The third rule about Internet marketing is its not what you have, it’s who you have. Power Users don’t ask for much. Don’t be obnoxious. Don’t be a spammer—that means you Indian call-centers. Vote for their stories early and often and they’ll soon return the favor.
I built up my GChat contacts. You probably have 20 or 30 people in your IM. Max 50. I have over 600. I can’t see them all. I don’t know most of their names. I don’t know where any of them are from. But I know they’ll vote my stories, often without even looking at them, and vice versa. This is how Power Users spend their days, pinging Twitter or Digg links across IM, 10 windows open at a time. The best part is you can do it anywhere. It’s why my protégé is seriously considering a move to Panama.
The fourth rule of Internet marketing is: its not what you know. It’s what you know Google knows. In theory, Google scours the Internet for the crème de la crème of everything. In practice, Google needs a little nudge. A whole cottage industry has sprung up out of getting your website listed higher up on Google search results.

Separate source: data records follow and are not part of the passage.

#![allow(dead_code)]

use async_trait::async_trait;
use axum::{
    body::Body,
    http::{Request, Response},
    Router,
};
use chrono::Utc;
use serde_json::{json, Value};
use std::sync::atomic::{AtomicUsize, Ordering};
use std::sync::Arc;
use tower::ServiceExt;

use pocket_wallet_core::{
    adapters::{InMemoryAccountStore, InMemoryLedgerStore},
    create_app,
    gateway::{
        signature::{sign, DEFAULT_TOLERANCE},
        GatewayError, PaymentGateway, PaymentIntent, SignatureError, SignatureVerifier,
    },
    use_cases::Reconciler,
    AppState, ClientSettings,
};

pub const WEBHOOK_SECRET: &str = "whsec_integration_test";
pub const PUBLISHABLE_KEY: &str = "pk_test_integration";

/// Gateway double: hands out sequential payment ids and verifies signatures
/// with the real verifier.
pub struct FakeGateway {
    verifier: SignatureVerifier,
    created: AtomicUsize,
    verify_calls: AtomicUsize,
    pub fail_with: Option<fn() -> GatewayError>,
}

impl FakeGateway {
    pub fn new() -> Self {
        Self {
            verifier: SignatureVerifier::new(WEBHOOK_SECRET, DEFAULT_TOLERANCE),
            created: AtomicUsize::new(0),
            verify_calls: AtomicUsize::new(0),
            fail_with: None,
        }
    }

    pub fn failing(make_error: fn() -> GatewayError) -> Self {
        Self {
            fail_with: Some(make_error),
            ..Self::new()
        }
    }

    pub fn created(&self) -> usize {
        self.created.load(Ordering::SeqCst)
    }

    /// Number of times a webhook signature reached the gateway.
    pub fn verify_calls(&self) -> usize {
        self.verify_calls.load(Ordering::SeqCst)
    }
}

#[async_trait]
impl PaymentGateway for FakeGateway {
    async fn create_intent(
        &self,
        user_id: &str,
        _amount_minor: i64,
    ) -> Result<PaymentIntent, GatewayError> {
        if let Some(make_error) = self.fail_with {
            return Err(make_error());
        }
        let n = self.created.fetch_add(1, Ordering::SeqCst) + 1;
        Ok(PaymentIntent {
            client_secret: format!("pi_fake_{}_secret_{}", n, user_id),
            payment_id: format!("pi_fake_{}", n),
        })
    }

    fn verify_signature(&self, payload: &[u8], header: &str) -> Result<(), SignatureError> {
        self.verify_calls.fetch_add(1, Ordering::SeqCst);
        self.verifier.verify(payload, header)
    }
}

pub struct TestApp {
    pub router: Router,
    pub gateway: Arc<FakeGateway>,
    pub ledger: InMemoryLedgerStore,
    pub accounts: InMemoryAccountStore,
}

impl TestApp {
    pub fn new() -> Self {
        Self::with_gateway(FakeGateway::new())
    }

    pub fn with_gateway(gateway: FakeGateway) -> Self {
        let gateway = Arc::new(gateway);
        let ledger = InMemoryLedgerStore::new();
        let accounts = InMemoryAccountStore::new();

        let reconciler = Reconciler::new(
            gateway.clone(),
            Arc::new(ledger.clone()),
            Arc::new(accounts.clone()),
            "PLN".to_string(),
        );
        let state = AppState {
            reconciler: Arc::new(reconciler),
            accounts: Arc::new(accounts.clone()),
            client: ClientSettings {
                publishable_key: PUBLISHABLE_KEY.to_string(),
                currency: "PLN".to_string(),
            },
        };

        Self {
            router: create_app(state),
            gateway,
            ledger,
            accounts,
        }
    }

    pub async fn send(&self, request: Request<Body>) -> Response<axum::body::BoxBody> {
        self.router.clone().oneshot(request).await.unwrap()
    }

    pub async fn post_json(&self, uri: &str, body: Value) -> Response<axum::body::BoxBody> {
        self.send(
            Request::builder()
                .method("POST")
                .uri(uri)
                .header("content-type", "application/json")
                .body(Body::from(body.to_string()))
                .unwrap(),
        )
        .await
    }

    pub async fn get(&self, uri: &str) -> Response<axum::body::BoxBody> {
        self.send(Request::builder().uri(uri).body(Body::empty()).unwrap())
            .await
    }

    /// Registers `login` and returns the new user id.
    pub async fn register(&self, login: &str) -> String {
        let response = self
            .post_json(
                "/users",
                json!({
                    "login": login,
                    "email": format!("{}@example.pl", login),
                    "salt": "c2FsdA==",
                    "password_hash": "argon2id$stub",
                }),
            )
            .await;
        assert_eq!(response.status(), 201);
        body_json(response).await["user_id"]
            .as_str()
            .unwrap()
            .to_string()
    }

    /// Starts a top-up and returns the payment id.
    pub async fn deposit(&self, user_id: &str, amount: i64) -> String {
        let response = self
            .post_json(
                "/payments/intents",
                json!({ "user_id": user_id, "amount": amount }),
            )
            .await;
        assert_eq!(response.status(), 200);
        body_json(response).await["payment_id"]
            .as_str()
            .unwrap()
            .to_string()
    }

    pub async fn deliver(&self, payload: &[u8], signature: Option<&str>) -> Response<axum::body::BoxBody> {
        let mut builder = Request::builder()
            .method("POST")
            .uri("/stripe/webhook")
            .header("content-type", "application/json");
        if let Some(signature) = signature {
            builder = builder.header("Stripe-Signature", signature);
        }
        self.send(builder.body(Body::from(payload.to_vec())).unwrap())
            .await
    }

    pub async fn deliver_signed(&self, payload: &[u8]) -> Response<axum::body::BoxBody> {
        let header = sign_now(payload);
        self.deliver(payload, Some(&header)).await
    }
}

pub fn sign_now(payload: &[u8]) -> String {
    sign(WEBHOOK_SECRET, Utc::now().timestamp(), payload)
}

pub fn succeeded_event(payment_id: &str, user_id: &str, amount: i64) -> Vec<u8> {
    json!({
        "id": format!("evt_{}", payment_id),
        "object": "event",
        "type": "payment_intent.succeeded",
        "data": {
            "object": {
                "id": payment_id,
                "object": "payment_intent",
                "amount": amount,
                "currency": "pln",
                "status": "succeeded",
                "metadata": { "user_id": user_id }
            }
        }
    })
    .to_string()
    .into_bytes()
}

pub async fn body_json(response: Response<axum::body::BoxBody>) -> Value {
    let bytes = hyper::body::to_bytes(response.into_body()).await.unwrap();
    serde_json::from_slice(&bytes).unwrap()
}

The experts, they call it search engine optimization, or SEO for short. See Google is governed by the nebulous sounding Algorithm, an abstruse formula that sifts through the Internet favoring some web sites and burying others based on everything from the headlines you use to the other websites you link to. Google recalibrates the Algorithm every few months or so to throw us off but we hitmen hone in on the weak points pretty quickly.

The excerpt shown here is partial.